Saved data entries

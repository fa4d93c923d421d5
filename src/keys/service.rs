use std::sync::Arc;
use std::time::Duration as StdDuration;

use chrono::{DateTime, Duration, Utc};
use serde_json::json;
use thiserror::Error;
use tokio::sync::{Mutex, RwLock};
use tracing::{debug, info, warn};
use zeroize::Zeroizing;

use super::models::{CryptoKey, KeyMetadata, KeyState, StoredKey};
use crate::audit::{self, AuditEventType, AuditSink};
use crate::crypto::{self, CryptoError, CryptoPrimitives, KEY_LEN};
use crate::store::{Expiring, SecretStore};

const KEY_ID_BYTES: usize = 16;

#[derive(Debug, Error)]
pub enum KeyError {
    #[error("key `{0}` not found")]
    KeyNotFound(String),
    #[error("master key must be {expected} bytes, got {actual}")]
    InvalidMasterKey { expected: usize, actual: usize },
    #[error(transparent)]
    Crypto(#[from] CryptoError),
}

#[derive(Clone, Debug)]
pub struct KeyManagerConfig {
    /// Period of the scheduled rotation task.
    pub rotation_interval: StdDuration,
    /// Lifetime of every key from creation; expired keys are purged.
    pub retention: Duration,
    /// Period of the purge sweep, independent of rotation.
    pub purge_interval: StdDuration,
}

impl Default for KeyManagerConfig {
    fn default() -> Self {
        Self {
            rotation_interval: StdDuration::from_secs(24 * 60 * 60),
            retention: Duration::days(7),
            purge_interval: StdDuration::from_secs(60 * 60),
        }
    }
}

/// key: key-manager
/// Owns the key table. Exactly one key id is current; rotation demotes the
/// previous key without deleting it so older tokens still decrypt until
/// the key's retention runs out.
pub struct KeyManager {
    crypto: Arc<CryptoPrimitives>,
    master_key: Zeroizing<Vec<u8>>,
    store: Arc<dyn SecretStore<StoredKey>>,
    current: RwLock<Option<String>>,
    rotation: Mutex<()>,
    config: KeyManagerConfig,
    audit: Option<Arc<dyn AuditSink>>,
}

impl KeyManager {
    pub fn new(
        crypto: Arc<CryptoPrimitives>,
        master_key: &[u8],
        store: Arc<dyn SecretStore<StoredKey>>,
        config: KeyManagerConfig,
    ) -> Result<Self, KeyError> {
        if master_key.len() != KEY_LEN {
            return Err(KeyError::InvalidMasterKey {
                expected: KEY_LEN,
                actual: master_key.len(),
            });
        }
        Ok(Self {
            crypto,
            master_key: Zeroizing::new(master_key.to_vec()),
            store,
            current: RwLock::new(None),
            rotation: Mutex::new(()),
            config,
            audit: None,
        })
    }

    pub fn with_audit(mut self, sink: Arc<dyn AuditSink>) -> Self {
        self.audit = Some(sink);
        self
    }

    pub fn config(&self) -> &KeyManagerConfig {
        &self.config
    }

    /// Makes sure a current key exists. Returns its id.
    pub async fn init(&self) -> Result<String, KeyError> {
        let key = self.get_current().await?;
        info!(key_id = %key.id, "key manager ready");
        Ok(key.id)
    }

    pub async fn current_key_id(&self) -> Option<String> {
        self.current.read().await.clone()
    }

    pub async fn rotate(&self) -> Result<String, KeyError> {
        self.rotate_at(Utc::now()).await
    }

    pub async fn rotate_at(&self, now: DateTime<Utc>) -> Result<String, KeyError> {
        let (key, previous) = {
            let _guard = self.rotation.lock().await;
            self.rotate_locked(now).await?
        };
        self.after_rotation(&key, previous, now).await;
        Ok(key.id)
    }

    pub async fn get_current(&self) -> Result<CryptoKey, KeyError> {
        self.get_current_at(Utc::now()).await
    }

    /// Never hands out an expired key: a missing or stale current key is
    /// replaced before returning.
    pub async fn get_current_at(&self, now: DateTime<Utc>) -> Result<CryptoKey, KeyError> {
        if let Some(key) = self.current_if_valid(now).await? {
            return Ok(key);
        }

        let (key, previous) = {
            let _guard = self.rotation.lock().await;
            // another caller may have rotated while we waited
            if let Some(key) = self.current_if_valid(now).await? {
                return Ok(key);
            }
            let stale = self.current_key_id().await;
            warn!(previous = ?stale, "current key missing or expired; rotating");
            self.rotate_locked(now).await?
        };
        self.after_rotation(&key, previous, now).await;
        Ok(key)
    }

    pub async fn get_by_id(&self, key_id: &str) -> Result<CryptoKey, KeyError> {
        self.get_by_id_at(key_id, Utc::now()).await
    }

    /// Keys past retention count as purged even before the sweep removes them.
    pub async fn get_by_id_at(
        &self,
        key_id: &str,
        now: DateTime<Utc>,
    ) -> Result<CryptoKey, KeyError> {
        let stored = self
            .store
            .get(key_id)
            .await
            .ok_or_else(|| KeyError::KeyNotFound(key_id.to_string()))?;
        if stored.is_expired_at(now) {
            return Err(KeyError::KeyNotFound(key_id.to_string()));
        }
        self.unwrap_key(&stored)
    }

    pub async fn purge_expired(&self) -> usize {
        self.purge_expired_at(Utc::now()).await
    }

    pub async fn purge_expired_at(&self, now: DateTime<Utc>) -> usize {
        let expired = self.store.scan_expired(now).await;
        let mut purged = 0;
        for key_id in expired {
            if self.store.delete(&key_id).await.is_none() {
                continue;
            }
            purged += 1;
            info!(%key_id, "expired key purged");
            audit::report(
                self.audit.as_ref(),
                AuditEventType::KeyPurged,
                json!({ "key_id": key_id }),
                None,
            )
            .await;
        }
        if purged > 0 {
            debug!(purged, "key purge sweep finished");
        }
        purged
    }

    /// Newest first.
    pub async fn metadata(&self) -> Vec<KeyMetadata> {
        self.metadata_at(Utc::now()).await
    }

    pub async fn metadata_at(&self, now: DateTime<Utc>) -> Vec<KeyMetadata> {
        let current = self.current_key_id().await;
        let mut entries = Vec::new();
        for key_id in self.store.keys().await {
            let Some(stored) = self.store.get(&key_id).await else {
                continue;
            };
            let is_current = current.as_deref() == Some(stored.id.as_str());
            let active = is_current && !stored.is_expired_at(now);
            entries.push(KeyMetadata {
                id: stored.id,
                state: if active {
                    KeyState::Active
                } else {
                    KeyState::Expired
                },
                is_current,
                created_at: stored.created_at,
                expires_at: stored.expires_at,
            });
        }
        entries.sort_by(|a, b| b.created_at.cmp(&a.created_at));
        entries
    }

    async fn current_if_valid(&self, now: DateTime<Utc>) -> Result<Option<CryptoKey>, KeyError> {
        let Some(key_id) = self.current_key_id().await else {
            return Ok(None);
        };
        match self.store.get(&key_id).await {
            Some(stored) if !stored.is_expired_at(now) => self.unwrap_key(&stored).map(Some),
            _ => Ok(None),
        }
    }

    /// Caller must hold the rotation guard. Only the final pointer swap takes
    /// the write lock.
    async fn rotate_locked(
        &self,
        now: DateTime<Utc>,
    ) -> Result<(CryptoKey, Option<String>), KeyError> {
        let material = Zeroizing::new(crypto::random_bytes(KEY_LEN));
        let wrapped = self.crypto.encrypt(&material, &self.master_key)?;
        let expires_at = now + self.config.retention;

        let mut key_id = crypto::random_token("", KEY_ID_BYTES);
        let stored = loop {
            let candidate = StoredKey {
                id: key_id.clone(),
                wrapped: wrapped.clone(),
                created_at: now,
                expires_at,
            };
            if self.store.put_new(key_id.clone(), candidate.clone()).await {
                break candidate;
            }
            warn!(%key_id, "key id collision; regenerating");
            key_id = crypto::random_token("", KEY_ID_BYTES);
        };

        let previous = self.current.write().await.replace(stored.id.clone());
        Ok((
            CryptoKey::new(stored.id, material, stored.created_at, stored.expires_at),
            previous,
        ))
    }

    async fn after_rotation(&self, key: &CryptoKey, previous: Option<String>, now: DateTime<Utc>) {
        info!(key_id = %key.id, previous_key_id = ?previous, expires_at = %key.expires_at, "key rotated");
        audit::report(
            self.audit.as_ref(),
            AuditEventType::KeyRotation,
            json!({
                "key_id": key.id,
                "previous_key_id": previous,
                "expires_at": key.expires_at,
            }),
            None,
        )
        .await;
        self.purge_expired_at(now).await;
    }

    fn unwrap_key(&self, stored: &StoredKey) -> Result<CryptoKey, KeyError> {
        let material = self.crypto.decrypt(&stored.wrapped, &self.master_key)?;
        Ok(CryptoKey::new(
            stored.id.clone(),
            material,
            stored.created_at,
            stored.expires_at,
        ))
    }
}

#[cfg(test)]
pub(crate) mod tests {
    use super::*;
    use crate::audit::AuditError;
    use crate::store::MemoryStore;
    use async_trait::async_trait;
    use serde_json::Value;

    #[derive(Default)]
    pub(crate) struct RecordingSink {
        pub events: std::sync::Mutex<Vec<(String, Value)>>,
    }

    impl RecordingSink {
        pub fn event_types(&self) -> Vec<String> {
            self.events
                .lock()
                .unwrap()
                .iter()
                .map(|(event, _)| event.clone())
                .collect()
        }
    }

    #[async_trait]
    impl AuditSink for RecordingSink {
        async fn record(
            &self,
            event_type: AuditEventType,
            metadata: Value,
            _subject_id: Option<&str>,
        ) -> Result<String, AuditError> {
            let mut events = self.events.lock().unwrap();
            events.push((event_type.as_str().to_string(), metadata));
            Ok(format!("entry-{}", events.len()))
        }
    }

    pub(crate) fn manager() -> KeyManager {
        KeyManager::new(
            Arc::new(CryptoPrimitives::new()),
            &[7u8; KEY_LEN],
            Arc::new(MemoryStore::<StoredKey>::new()),
            KeyManagerConfig::default(),
        )
        .unwrap()
    }

    #[tokio::test]
    async fn rotation_keeps_previous_key_resolvable() {
        let keys = manager();
        let first = keys.rotate().await.unwrap();
        let first_key = keys.get_by_id(&first).await.unwrap();
        let second = keys.rotate().await.unwrap();

        assert_ne!(first, second);
        assert_eq!(keys.current_key_id().await.as_deref(), Some(second.as_str()));
        assert_eq!(
            keys.get_by_id(&first).await.unwrap().material(),
            first_key.material()
        );

        let metadata = keys.metadata().await;
        assert_eq!(metadata.len(), 2);
        let states: Vec<_> = metadata
            .iter()
            .map(|entry| (entry.id.clone(), entry.state))
            .collect();
        assert!(states.contains(&(second.clone(), KeyState::Active)));
        assert!(states.contains(&(first.clone(), KeyState::Expired)));
    }

    #[tokio::test]
    async fn stored_form_never_contains_raw_material() {
        let store = Arc::new(MemoryStore::<StoredKey>::new());
        let keys = KeyManager::new(
            Arc::new(CryptoPrimitives::new()),
            &[1u8; KEY_LEN],
            store.clone(),
            KeyManagerConfig::default(),
        )
        .unwrap();
        let key = keys.get_current().await.unwrap();
        let stored: StoredKey = store.get(&key.id).await.unwrap();

        assert_eq!(key.material().len(), KEY_LEN);
        assert_ne!(stored.wrapped.ciphertext, key.material());
        let as_json = serde_json::to_string(&stored).unwrap();
        assert!(!as_json.contains(&hex::encode(key.material())));
        assert!(format!("{key:?}").contains("<redacted>"));
    }

    #[tokio::test]
    async fn get_current_replaces_an_expired_key() {
        let keys = manager();
        let now = Utc::now();
        let first = keys.rotate_at(now).await.unwrap();

        let later = now + Duration::days(8);
        let current = keys.get_current_at(later).await.unwrap();
        assert_ne!(current.id, first);
        assert!(!current.is_expired_at(later));
        assert!(matches!(
            keys.get_by_id_at(&first, later).await,
            Err(KeyError::KeyNotFound(_))
        ));
    }

    #[tokio::test]
    async fn purge_removes_keys_past_retention_only() {
        let keys = manager();
        let now = Utc::now();
        let old = keys.rotate_at(now - Duration::days(8)).await.unwrap();
        let fresh = keys.rotate_at(now).await.unwrap();

        // rotation at `now` already swept the old key
        assert!(matches!(
            keys.get_by_id_at(&old, now).await,
            Err(KeyError::KeyNotFound(_))
        ));
        assert_eq!(keys.purge_expired_at(now).await, 0);
        assert!(keys.get_by_id_at(&fresh, now).await.is_ok());
        assert_eq!(keys.metadata_at(now).await.len(), 1);
    }

    #[tokio::test]
    async fn periodic_purge_runs_without_rotation() {
        let keys = manager();
        let now = Utc::now();
        let first = keys.rotate_at(now).await.unwrap();
        keys.rotate_at(now + Duration::days(1)).await.unwrap();

        assert_eq!(keys.purge_expired_at(now + Duration::days(7)).await, 1);
        assert!(matches!(
            keys.get_by_id(&first).await,
            Err(KeyError::KeyNotFound(_))
        ));
    }

    #[tokio::test]
    async fn concurrent_callers_share_a_single_rotation() {
        let keys = Arc::new(manager());
        let mut handles = Vec::new();
        for _ in 0..16 {
            let keys = keys.clone();
            handles.push(tokio::spawn(async move { keys.get_current().await.unwrap().id }));
        }
        let mut ids = Vec::new();
        for handle in handles {
            ids.push(handle.await.unwrap());
        }
        ids.dedup();
        assert_eq!(ids.len(), 1);
        assert_eq!(keys.metadata().await.len(), 1);
    }

    #[tokio::test]
    async fn unknown_ids_are_not_found() {
        let keys = manager();
        keys.init().await.unwrap();
        assert!(matches!(
            keys.get_by_id("deadbeef").await,
            Err(KeyError::KeyNotFound(id)) if id == "deadbeef"
        ));
    }

    #[test]
    fn master_key_length_is_enforced() {
        let result = KeyManager::new(
            Arc::new(CryptoPrimitives::new()),
            &[0u8; 16],
            Arc::new(MemoryStore::<StoredKey>::new()),
            KeyManagerConfig::default(),
        );
        assert!(matches!(
            result,
            Err(KeyError::InvalidMasterKey {
                expected: 32,
                actual: 16
            })
        ));
    }

    #[tokio::test]
    async fn rotations_and_purges_are_audited() {
        let sink = Arc::new(RecordingSink::default());
        let keys = manager().with_audit(sink.clone());
        let now = Utc::now();
        keys.rotate_at(now - Duration::days(8)).await.unwrap();
        keys.rotate_at(now).await.unwrap();

        assert_eq!(
            sink.event_types(),
            vec!["API_KEY_ROTATION", "API_KEY_ROTATION", "KEY_PURGED"]
        );
    }
}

# ASSIGNMENT
Which of the lines above hold the string "push"? Pick each of them out.

# ANSWER BELOW
            entries.push(KeyMetadata {
            events.push((event_type.as_str().to_string(), metadata));
            handles.push(tokio::spawn(async move { keys.get_current().await.unwrap().id }));
            ids.push(handle.await.unwrap());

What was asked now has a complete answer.